* [Data excerpts]
+++
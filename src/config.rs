//! Run configuration.
//!
//! Loaded from a TOML file; every key is optional and falls back to the default
//! below. Command-line flags are applied on top by the binary.
//!
//! ```toml
//! device_name_prefix = "fuzzy device"
//! max_capabilities = 64
//! abs_min = 0
//! abs_max = 100
//! max_frames = 200
//! max_events_per_frame = 12
//! value_bound = 50
//! iteration_delay_us = 500
//! # iterations = 10
//! # seed = 1234
//! log_priority = "debug"
//! descriptor_format = "evemu"
//! backend = "loopback"
//! ```

use crate::backends::{BackendKind, LogPriority};
use crate::capability::{AbsRange, CapabilityLimits, DEFAULT_MAX_CAPABILITIES};
use crate::descriptor::DescriptorFormat;
use crate::stream::{StreamLimits, DEFAULT_MAX_EVENTS_PER_FRAME, DEFAULT_MAX_FRAMES};
use crate::value::DEFAULT_VALUE_BOUND;
use serde::{Deserialize, Serialize};
use std::fs;
use std::path::{Path, PathBuf};
use std::time::Duration;

/// Configuration loading and validation errors.
#[derive(Debug, thiserror::Error)]
pub enum ConfigError {
    #[error("failed to read config {}: {source}", path.display())]
    Read {
        path: PathBuf,
        #[source]
        source: std::io::Error,
    },

    #[error("failed to parse config: {0}")]
    Parse(#[from] toml::de::Error),

    #[error("invalid config: {0}")]
    Invalid(String),
}

/// Settings for a fuzzing run.
#[derive(Clone, Debug, PartialEq, Eq, Serialize, Deserialize)]
#[serde(default, deny_unknown_fields)]
pub struct FuzzConfig {
    /// Devices are named `"<prefix> <iteration>"`.
    pub device_name_prefix: String,
    pub max_capabilities: u32,
    pub abs_min: i32,
    pub abs_max: i32,
    pub max_frames: u32,
    pub max_events_per_frame: u32,
    pub value_bound: i32,
    /// Pause between iterations, in microseconds.
    pub iteration_delay_us: u64,
    /// Stop after this many iterations; run until cancelled when absent.
    pub iterations: Option<u64>,
    /// Rng seed; a random one is drawn (and logged) when absent.
    pub seed: Option<u64>,
    pub log_priority: LogPriority,
    pub descriptor_format: DescriptorFormat,
    pub backend: BackendKind,
}

impl Default for FuzzConfig {
    fn default() -> Self {
        let abs = AbsRange::default();
        Self {
            device_name_prefix: "fuzzy device".to_string(),
            max_capabilities: DEFAULT_MAX_CAPABILITIES,
            abs_min: abs.minimum,
            abs_max: abs.maximum,
            max_frames: DEFAULT_MAX_FRAMES,
            max_events_per_frame: DEFAULT_MAX_EVENTS_PER_FRAME,
            value_bound: DEFAULT_VALUE_BOUND,
            iteration_delay_us: 500,
            iterations: None,
            seed: None,
            log_priority: LogPriority::Debug,
            descriptor_format: DescriptorFormat::Evemu,
            backend: BackendKind::Loopback,
        }
    }
}

impl FuzzConfig {
    pub fn from_toml_str(text: &str) -> Result<Self, ConfigError> {
        let config: Self = toml::from_str(text)?;
        config.validate()?;
        Ok(config)
    }

    /// Read and validate a TOML config file.
    pub fn load(path: impl AsRef<Path>) -> Result<Self, ConfigError> {
        let path = path.as_ref();
        let text = fs::read_to_string(path).map_err(|source| ConfigError::Read {
            path: path.to_path_buf(),
            source,
        })?;
        Self::from_toml_str(&text)
    }

    pub fn validate(&self) -> Result<(), ConfigError> {
        let invalid = |msg: &str| Err(ConfigError::Invalid(msg.to_string()));

        if self.device_name_prefix.trim().is_empty() {
            return invalid("device_name_prefix must not be empty");
        }
        if self.max_capabilities == 0 {
            return invalid("max_capabilities must be at least 1");
        }
        if self.max_frames == 0 {
            return invalid("max_frames must be at least 1");
        }
        if self.max_events_per_frame == 0 {
            return invalid("max_events_per_frame must be at least 1");
        }
        if self.value_bound <= 0 {
            return invalid("value_bound must be positive");
        }
        if self.abs_min >= self.abs_max {
            return Err(ConfigError::Invalid(format!(
                "abs_min ({}) must be below abs_max ({})",
                self.abs_min, self.abs_max
            )));
        }
        Ok(())
    }

    pub fn capability_limits(&self) -> CapabilityLimits {
        CapabilityLimits {
            max_capabilities: self.max_capabilities,
            abs_range: AbsRange {
                minimum: self.abs_min,
                maximum: self.abs_max,
            },
        }
    }

    pub fn stream_limits(&self) -> StreamLimits {
        StreamLimits {
            max_frames: self.max_frames,
            max_events_per_frame: self.max_events_per_frame,
            value_bound: self.value_bound,
        }
    }

    pub fn iteration_delay(&self) -> Duration {
        Duration::from_micros(self.iteration_delay_us)
    }

    /// Display name of the device for `iteration`.
    pub fn device_name(&self, iteration: u64) -> String {
        format!("{} {iteration}", self.device_name_prefix)
    }
}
+++
* [Work required]
Whenever a line above includes the string "Duration", copy it.

* [Solution to this task]
use std::time::Duration;
    pub fn iteration_delay(&self) -> Duration {
        Duration::from_micros(self.iteration_delay_us)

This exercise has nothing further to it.